Your task –
Each line in the entries below that holds the string "return" is to be listed.

Material to process –
= = =

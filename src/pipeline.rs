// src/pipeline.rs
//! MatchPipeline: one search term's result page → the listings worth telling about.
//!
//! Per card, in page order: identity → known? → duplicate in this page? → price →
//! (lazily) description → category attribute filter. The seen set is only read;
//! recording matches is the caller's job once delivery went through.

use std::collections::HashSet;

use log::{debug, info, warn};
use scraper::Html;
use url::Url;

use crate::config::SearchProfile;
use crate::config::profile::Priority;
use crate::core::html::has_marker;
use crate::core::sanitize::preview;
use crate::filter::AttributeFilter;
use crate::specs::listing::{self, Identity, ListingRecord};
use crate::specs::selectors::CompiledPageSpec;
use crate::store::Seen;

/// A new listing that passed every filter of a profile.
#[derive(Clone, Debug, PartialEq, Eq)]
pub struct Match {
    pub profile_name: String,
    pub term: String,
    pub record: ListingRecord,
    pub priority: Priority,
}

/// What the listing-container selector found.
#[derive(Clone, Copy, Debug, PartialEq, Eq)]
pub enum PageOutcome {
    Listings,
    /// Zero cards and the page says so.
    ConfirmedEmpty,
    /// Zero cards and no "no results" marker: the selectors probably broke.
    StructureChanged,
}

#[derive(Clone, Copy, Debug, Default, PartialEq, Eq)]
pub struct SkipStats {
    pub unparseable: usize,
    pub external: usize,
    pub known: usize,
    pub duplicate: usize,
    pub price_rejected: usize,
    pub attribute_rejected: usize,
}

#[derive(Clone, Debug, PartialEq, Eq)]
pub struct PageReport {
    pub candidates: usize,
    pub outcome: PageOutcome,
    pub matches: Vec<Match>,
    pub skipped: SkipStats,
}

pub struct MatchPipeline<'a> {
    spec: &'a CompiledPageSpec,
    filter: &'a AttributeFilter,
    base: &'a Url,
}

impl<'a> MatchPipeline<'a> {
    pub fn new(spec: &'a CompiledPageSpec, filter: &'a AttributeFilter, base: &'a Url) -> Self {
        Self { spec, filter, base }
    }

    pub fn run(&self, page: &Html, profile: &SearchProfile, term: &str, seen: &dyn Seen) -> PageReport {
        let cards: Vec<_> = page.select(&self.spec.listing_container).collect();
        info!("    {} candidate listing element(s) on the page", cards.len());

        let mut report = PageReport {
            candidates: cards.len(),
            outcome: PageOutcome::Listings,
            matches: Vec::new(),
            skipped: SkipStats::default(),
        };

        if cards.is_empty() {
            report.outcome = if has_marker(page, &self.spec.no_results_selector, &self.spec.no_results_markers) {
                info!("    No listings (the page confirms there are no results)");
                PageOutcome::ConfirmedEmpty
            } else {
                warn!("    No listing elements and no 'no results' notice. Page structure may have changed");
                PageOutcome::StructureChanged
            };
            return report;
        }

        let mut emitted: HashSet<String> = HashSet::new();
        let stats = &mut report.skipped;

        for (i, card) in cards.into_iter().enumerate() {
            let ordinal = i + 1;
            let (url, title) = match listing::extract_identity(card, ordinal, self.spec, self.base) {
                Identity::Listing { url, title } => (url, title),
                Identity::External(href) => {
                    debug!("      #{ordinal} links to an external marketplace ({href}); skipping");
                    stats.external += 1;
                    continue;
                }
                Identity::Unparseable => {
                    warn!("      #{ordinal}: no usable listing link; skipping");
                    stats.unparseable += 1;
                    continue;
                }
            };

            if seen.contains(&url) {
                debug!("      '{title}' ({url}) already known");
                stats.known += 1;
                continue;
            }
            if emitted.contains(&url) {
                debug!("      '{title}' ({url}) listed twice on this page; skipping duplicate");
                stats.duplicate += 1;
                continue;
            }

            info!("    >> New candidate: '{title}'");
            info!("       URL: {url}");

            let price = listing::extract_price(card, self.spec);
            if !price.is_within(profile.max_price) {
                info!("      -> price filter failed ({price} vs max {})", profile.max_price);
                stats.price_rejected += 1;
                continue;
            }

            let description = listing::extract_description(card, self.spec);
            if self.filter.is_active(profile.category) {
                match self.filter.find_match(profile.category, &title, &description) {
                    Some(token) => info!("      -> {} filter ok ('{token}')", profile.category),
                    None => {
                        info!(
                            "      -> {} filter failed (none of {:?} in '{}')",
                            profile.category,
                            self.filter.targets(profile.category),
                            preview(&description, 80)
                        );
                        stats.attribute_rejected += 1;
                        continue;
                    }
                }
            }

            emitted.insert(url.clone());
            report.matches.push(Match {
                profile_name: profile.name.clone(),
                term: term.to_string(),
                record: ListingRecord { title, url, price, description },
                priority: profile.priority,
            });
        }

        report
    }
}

= = =

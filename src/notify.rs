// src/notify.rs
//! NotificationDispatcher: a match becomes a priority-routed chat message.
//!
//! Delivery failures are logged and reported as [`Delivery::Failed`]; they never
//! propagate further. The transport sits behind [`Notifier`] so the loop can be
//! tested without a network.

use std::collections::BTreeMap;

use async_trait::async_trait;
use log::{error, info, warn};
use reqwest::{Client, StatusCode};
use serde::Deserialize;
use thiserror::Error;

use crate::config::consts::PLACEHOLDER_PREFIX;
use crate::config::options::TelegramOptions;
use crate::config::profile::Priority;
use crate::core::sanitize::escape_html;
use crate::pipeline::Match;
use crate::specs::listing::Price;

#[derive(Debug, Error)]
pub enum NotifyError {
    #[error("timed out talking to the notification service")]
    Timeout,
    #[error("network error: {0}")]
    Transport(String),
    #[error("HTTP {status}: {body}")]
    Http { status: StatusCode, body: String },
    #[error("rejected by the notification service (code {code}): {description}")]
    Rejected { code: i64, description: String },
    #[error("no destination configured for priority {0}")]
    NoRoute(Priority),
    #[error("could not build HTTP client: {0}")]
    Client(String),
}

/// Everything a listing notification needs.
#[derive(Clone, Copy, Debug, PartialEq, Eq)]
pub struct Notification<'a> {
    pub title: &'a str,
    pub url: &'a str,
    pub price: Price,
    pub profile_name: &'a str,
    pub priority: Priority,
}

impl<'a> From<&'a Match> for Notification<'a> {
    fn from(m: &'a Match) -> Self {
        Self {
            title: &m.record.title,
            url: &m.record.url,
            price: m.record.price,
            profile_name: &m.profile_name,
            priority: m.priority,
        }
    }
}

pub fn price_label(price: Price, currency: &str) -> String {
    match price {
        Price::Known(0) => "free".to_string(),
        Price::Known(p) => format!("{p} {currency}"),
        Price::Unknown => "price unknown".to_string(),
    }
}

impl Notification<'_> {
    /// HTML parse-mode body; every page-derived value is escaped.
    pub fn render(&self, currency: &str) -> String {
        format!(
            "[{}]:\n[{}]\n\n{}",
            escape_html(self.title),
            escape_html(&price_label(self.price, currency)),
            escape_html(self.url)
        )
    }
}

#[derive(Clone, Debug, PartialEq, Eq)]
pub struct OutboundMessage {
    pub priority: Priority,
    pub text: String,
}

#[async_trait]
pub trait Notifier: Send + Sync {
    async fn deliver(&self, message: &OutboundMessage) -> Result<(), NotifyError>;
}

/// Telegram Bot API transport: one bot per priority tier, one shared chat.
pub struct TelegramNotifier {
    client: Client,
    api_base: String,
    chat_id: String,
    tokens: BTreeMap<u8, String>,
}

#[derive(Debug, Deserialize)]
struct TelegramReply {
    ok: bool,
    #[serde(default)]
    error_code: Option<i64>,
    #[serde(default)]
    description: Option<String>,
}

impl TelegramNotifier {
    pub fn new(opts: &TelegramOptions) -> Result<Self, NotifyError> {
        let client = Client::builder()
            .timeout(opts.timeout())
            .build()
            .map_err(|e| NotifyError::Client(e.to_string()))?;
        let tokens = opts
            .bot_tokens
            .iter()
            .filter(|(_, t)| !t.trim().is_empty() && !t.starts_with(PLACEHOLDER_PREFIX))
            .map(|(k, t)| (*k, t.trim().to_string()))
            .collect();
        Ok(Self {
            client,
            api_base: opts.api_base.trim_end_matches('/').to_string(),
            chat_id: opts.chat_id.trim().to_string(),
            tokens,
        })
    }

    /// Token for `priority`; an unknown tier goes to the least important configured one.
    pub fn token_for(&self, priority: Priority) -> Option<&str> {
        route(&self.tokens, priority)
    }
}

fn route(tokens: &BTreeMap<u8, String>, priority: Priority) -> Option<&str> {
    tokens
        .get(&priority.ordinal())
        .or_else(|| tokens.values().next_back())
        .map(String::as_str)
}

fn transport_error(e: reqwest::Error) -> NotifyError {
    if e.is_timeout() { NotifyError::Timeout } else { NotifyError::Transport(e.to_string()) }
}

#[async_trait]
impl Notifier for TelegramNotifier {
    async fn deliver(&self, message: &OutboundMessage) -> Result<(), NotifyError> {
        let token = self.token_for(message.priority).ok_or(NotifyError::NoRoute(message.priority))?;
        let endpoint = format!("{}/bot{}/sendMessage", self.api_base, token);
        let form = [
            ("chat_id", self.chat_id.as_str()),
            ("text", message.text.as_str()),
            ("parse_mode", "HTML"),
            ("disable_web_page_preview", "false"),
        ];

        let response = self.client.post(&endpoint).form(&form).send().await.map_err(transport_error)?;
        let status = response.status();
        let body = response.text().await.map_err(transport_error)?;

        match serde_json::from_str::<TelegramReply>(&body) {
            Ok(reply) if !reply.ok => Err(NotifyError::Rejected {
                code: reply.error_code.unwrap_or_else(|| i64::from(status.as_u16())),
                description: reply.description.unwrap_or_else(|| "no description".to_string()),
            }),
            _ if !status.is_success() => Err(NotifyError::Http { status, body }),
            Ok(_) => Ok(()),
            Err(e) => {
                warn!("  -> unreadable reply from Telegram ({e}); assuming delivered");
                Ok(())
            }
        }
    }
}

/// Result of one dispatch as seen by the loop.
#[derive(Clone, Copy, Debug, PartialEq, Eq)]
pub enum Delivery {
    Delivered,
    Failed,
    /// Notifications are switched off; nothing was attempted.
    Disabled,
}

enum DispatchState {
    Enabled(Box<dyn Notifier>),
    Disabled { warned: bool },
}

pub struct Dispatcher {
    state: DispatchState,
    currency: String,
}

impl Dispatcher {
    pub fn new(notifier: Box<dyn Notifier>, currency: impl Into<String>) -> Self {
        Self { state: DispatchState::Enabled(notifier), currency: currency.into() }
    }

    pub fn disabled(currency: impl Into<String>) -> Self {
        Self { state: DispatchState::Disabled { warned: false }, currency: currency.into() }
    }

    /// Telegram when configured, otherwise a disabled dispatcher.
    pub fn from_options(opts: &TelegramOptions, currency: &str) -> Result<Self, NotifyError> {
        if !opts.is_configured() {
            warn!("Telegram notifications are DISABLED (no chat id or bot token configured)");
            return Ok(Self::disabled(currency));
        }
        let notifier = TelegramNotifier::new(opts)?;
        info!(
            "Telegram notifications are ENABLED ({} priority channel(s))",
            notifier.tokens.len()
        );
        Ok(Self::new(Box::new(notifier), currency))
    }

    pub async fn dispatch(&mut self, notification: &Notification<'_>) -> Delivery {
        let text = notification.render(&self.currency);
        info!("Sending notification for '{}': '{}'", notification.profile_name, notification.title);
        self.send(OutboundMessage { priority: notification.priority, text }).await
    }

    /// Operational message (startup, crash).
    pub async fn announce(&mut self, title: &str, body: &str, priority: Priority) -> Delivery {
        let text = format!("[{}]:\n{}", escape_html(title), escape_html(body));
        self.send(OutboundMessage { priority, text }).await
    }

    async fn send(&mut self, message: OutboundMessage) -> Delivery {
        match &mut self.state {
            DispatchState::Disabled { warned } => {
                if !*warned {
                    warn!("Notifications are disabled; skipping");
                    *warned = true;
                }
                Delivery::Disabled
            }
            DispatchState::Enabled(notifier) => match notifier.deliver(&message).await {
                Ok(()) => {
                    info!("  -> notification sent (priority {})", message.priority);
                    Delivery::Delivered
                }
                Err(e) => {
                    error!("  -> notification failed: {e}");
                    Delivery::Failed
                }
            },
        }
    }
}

= = =

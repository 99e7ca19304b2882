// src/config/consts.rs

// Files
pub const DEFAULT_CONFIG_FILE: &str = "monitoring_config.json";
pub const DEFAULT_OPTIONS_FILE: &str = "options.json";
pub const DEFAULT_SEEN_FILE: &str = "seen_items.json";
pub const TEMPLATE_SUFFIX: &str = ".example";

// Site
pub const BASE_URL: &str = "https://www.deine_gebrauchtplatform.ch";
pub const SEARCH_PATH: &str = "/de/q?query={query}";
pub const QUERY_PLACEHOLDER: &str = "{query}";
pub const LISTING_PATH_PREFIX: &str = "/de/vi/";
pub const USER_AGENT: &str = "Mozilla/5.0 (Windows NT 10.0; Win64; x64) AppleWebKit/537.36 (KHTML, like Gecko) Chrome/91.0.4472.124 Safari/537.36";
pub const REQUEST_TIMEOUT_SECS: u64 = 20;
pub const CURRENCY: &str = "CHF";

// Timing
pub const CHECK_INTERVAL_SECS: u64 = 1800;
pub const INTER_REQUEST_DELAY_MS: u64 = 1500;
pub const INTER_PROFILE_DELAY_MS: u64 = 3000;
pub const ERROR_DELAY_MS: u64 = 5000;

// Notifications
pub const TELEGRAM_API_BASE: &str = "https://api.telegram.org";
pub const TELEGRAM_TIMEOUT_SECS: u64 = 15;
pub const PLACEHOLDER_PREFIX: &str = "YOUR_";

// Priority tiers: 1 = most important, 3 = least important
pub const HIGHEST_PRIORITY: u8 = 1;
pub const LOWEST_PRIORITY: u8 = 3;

= = =

Answer –
            return report;
            return Ok(Self::disabled(currency));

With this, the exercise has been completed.